> [Exercise prompt]: Which lines of the entries below run from the one holding "filename crates/smsgate-gateway/src/policy/mod.rs" to the one holding "to the caller.", inclusive? Set down exactly those lines and no others.

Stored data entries
Start of Block

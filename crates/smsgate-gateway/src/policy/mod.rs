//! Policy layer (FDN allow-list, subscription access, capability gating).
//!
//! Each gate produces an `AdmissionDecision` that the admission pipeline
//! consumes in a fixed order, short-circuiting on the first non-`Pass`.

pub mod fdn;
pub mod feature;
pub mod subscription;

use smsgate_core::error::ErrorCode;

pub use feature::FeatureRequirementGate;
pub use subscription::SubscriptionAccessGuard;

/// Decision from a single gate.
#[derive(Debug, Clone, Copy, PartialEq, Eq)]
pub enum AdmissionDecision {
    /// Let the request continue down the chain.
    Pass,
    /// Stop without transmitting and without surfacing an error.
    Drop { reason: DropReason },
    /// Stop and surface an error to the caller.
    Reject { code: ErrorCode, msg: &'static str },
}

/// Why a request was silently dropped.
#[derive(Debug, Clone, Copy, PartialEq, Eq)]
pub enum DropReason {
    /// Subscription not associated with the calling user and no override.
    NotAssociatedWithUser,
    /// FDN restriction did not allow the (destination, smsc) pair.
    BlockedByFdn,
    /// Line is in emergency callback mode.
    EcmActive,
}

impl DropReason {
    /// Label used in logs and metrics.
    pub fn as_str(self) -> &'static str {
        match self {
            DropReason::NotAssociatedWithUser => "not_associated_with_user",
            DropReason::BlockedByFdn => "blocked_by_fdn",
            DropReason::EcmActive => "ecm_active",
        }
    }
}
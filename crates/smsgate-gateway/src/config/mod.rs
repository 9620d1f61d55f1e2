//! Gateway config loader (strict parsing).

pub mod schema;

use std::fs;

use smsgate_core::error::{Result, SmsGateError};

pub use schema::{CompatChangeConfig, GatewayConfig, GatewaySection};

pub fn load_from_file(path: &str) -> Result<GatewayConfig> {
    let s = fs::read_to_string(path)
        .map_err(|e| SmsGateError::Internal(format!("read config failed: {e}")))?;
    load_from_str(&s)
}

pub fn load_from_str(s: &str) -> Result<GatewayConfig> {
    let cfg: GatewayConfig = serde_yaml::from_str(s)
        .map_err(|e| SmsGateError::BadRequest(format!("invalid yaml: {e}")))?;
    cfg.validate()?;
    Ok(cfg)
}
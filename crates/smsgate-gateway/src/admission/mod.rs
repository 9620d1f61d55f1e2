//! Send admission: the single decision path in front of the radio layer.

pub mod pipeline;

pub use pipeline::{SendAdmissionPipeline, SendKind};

End of Block
Start of Block

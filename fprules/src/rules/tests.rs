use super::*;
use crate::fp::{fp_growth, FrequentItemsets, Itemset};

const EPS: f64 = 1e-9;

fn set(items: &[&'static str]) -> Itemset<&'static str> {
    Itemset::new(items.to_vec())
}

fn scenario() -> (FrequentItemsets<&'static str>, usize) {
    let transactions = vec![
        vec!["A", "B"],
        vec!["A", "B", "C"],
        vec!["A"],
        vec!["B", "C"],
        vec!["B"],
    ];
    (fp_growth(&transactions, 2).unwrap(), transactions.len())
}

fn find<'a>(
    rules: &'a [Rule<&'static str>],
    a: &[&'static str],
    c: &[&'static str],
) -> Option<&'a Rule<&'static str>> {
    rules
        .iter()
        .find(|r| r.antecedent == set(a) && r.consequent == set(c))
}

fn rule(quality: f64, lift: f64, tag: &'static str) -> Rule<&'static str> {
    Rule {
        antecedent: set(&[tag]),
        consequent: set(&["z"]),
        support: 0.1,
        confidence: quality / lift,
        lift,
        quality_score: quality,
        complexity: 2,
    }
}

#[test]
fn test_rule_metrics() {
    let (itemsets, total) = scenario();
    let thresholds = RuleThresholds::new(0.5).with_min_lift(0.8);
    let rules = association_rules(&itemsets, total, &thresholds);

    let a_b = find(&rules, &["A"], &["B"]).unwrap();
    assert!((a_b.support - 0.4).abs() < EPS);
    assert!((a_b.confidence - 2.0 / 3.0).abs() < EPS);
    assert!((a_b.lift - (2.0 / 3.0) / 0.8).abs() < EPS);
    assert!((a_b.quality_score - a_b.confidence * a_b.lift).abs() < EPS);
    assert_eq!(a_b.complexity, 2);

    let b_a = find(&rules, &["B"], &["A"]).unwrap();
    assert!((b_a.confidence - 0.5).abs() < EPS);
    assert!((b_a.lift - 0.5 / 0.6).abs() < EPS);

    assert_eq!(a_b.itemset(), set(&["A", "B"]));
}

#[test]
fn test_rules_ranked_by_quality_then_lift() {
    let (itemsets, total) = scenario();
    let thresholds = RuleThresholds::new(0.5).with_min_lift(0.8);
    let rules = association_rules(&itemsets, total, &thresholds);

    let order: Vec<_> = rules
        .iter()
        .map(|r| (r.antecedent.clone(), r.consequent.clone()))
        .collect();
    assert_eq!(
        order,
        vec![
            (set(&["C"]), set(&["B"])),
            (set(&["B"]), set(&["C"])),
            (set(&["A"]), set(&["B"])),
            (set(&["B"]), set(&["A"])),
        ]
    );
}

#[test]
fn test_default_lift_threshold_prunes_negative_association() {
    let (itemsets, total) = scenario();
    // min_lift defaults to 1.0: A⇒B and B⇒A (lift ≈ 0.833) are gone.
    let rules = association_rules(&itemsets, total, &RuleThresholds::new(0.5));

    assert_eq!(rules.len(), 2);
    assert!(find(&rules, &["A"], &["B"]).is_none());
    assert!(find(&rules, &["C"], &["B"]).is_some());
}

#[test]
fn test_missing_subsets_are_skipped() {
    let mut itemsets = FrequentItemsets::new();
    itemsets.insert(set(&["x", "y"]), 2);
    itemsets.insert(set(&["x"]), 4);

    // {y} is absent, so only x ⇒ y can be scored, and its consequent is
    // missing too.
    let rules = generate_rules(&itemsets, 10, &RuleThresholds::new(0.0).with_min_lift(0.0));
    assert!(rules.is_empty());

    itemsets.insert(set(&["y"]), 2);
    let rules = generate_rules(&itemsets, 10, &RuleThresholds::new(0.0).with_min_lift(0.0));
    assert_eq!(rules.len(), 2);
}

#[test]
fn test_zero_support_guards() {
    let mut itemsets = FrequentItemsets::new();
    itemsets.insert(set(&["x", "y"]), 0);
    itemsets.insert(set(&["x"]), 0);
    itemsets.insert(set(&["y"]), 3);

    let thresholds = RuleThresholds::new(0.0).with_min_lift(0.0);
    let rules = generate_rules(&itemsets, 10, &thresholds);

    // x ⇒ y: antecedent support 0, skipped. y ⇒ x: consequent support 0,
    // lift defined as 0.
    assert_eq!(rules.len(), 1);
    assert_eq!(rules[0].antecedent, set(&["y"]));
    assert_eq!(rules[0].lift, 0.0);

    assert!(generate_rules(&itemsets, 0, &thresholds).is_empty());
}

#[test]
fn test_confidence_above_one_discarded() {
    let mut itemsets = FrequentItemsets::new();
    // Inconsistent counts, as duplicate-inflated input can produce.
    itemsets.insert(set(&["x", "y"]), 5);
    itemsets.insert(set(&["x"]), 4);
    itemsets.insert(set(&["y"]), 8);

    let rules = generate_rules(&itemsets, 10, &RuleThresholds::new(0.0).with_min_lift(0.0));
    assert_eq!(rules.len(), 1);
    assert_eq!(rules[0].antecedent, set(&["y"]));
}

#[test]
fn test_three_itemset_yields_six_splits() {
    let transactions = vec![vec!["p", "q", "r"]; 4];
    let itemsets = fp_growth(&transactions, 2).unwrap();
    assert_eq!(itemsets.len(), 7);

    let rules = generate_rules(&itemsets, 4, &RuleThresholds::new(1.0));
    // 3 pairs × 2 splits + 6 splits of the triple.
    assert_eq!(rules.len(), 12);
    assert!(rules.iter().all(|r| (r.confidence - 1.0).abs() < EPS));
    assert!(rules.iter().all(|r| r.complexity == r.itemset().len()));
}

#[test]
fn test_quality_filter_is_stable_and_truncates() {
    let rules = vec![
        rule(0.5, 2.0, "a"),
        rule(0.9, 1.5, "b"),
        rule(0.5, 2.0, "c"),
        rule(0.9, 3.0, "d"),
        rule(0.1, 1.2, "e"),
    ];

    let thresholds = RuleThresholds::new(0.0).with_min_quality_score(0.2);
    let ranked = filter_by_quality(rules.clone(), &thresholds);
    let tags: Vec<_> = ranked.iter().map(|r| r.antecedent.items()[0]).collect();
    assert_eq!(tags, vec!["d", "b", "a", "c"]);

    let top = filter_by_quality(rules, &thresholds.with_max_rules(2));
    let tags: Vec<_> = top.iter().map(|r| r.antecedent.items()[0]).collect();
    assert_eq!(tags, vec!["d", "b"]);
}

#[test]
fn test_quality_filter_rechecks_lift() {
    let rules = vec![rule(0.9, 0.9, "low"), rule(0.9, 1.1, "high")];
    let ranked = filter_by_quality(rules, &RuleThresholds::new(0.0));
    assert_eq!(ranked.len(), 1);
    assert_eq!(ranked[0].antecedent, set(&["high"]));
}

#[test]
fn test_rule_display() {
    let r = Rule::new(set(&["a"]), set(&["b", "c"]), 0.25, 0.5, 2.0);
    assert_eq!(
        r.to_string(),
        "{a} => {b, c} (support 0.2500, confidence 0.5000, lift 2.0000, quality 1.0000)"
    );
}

End of Block

> [Reply to the exercise]:
filename crates/smsgate-gateway/src/policy/mod.rs
//! Policy layer (FDN allow-list, subscription access, capability gating).
//!
//! Each gate produces an `AdmissionDecision` that the admission pipeline
//! consumes in a fixed order, short-circuiting on the first non-`Pass`.

pub mod fdn;
pub mod feature;
pub mod subscription;

use smsgate_core::error::ErrorCode;

pub use feature::FeatureRequirementGate;
pub use subscription::SubscriptionAccessGuard;

/// Decision from a single gate.
#[derive(Debug, Clone, Copy, PartialEq, Eq)]
pub enum AdmissionDecision {
    /// Let the request continue down the chain.
    Pass,
    /// Stop without transmitting and without surfacing an error.
    Drop { reason: DropReason },
    /// Stop and surface an error to the caller.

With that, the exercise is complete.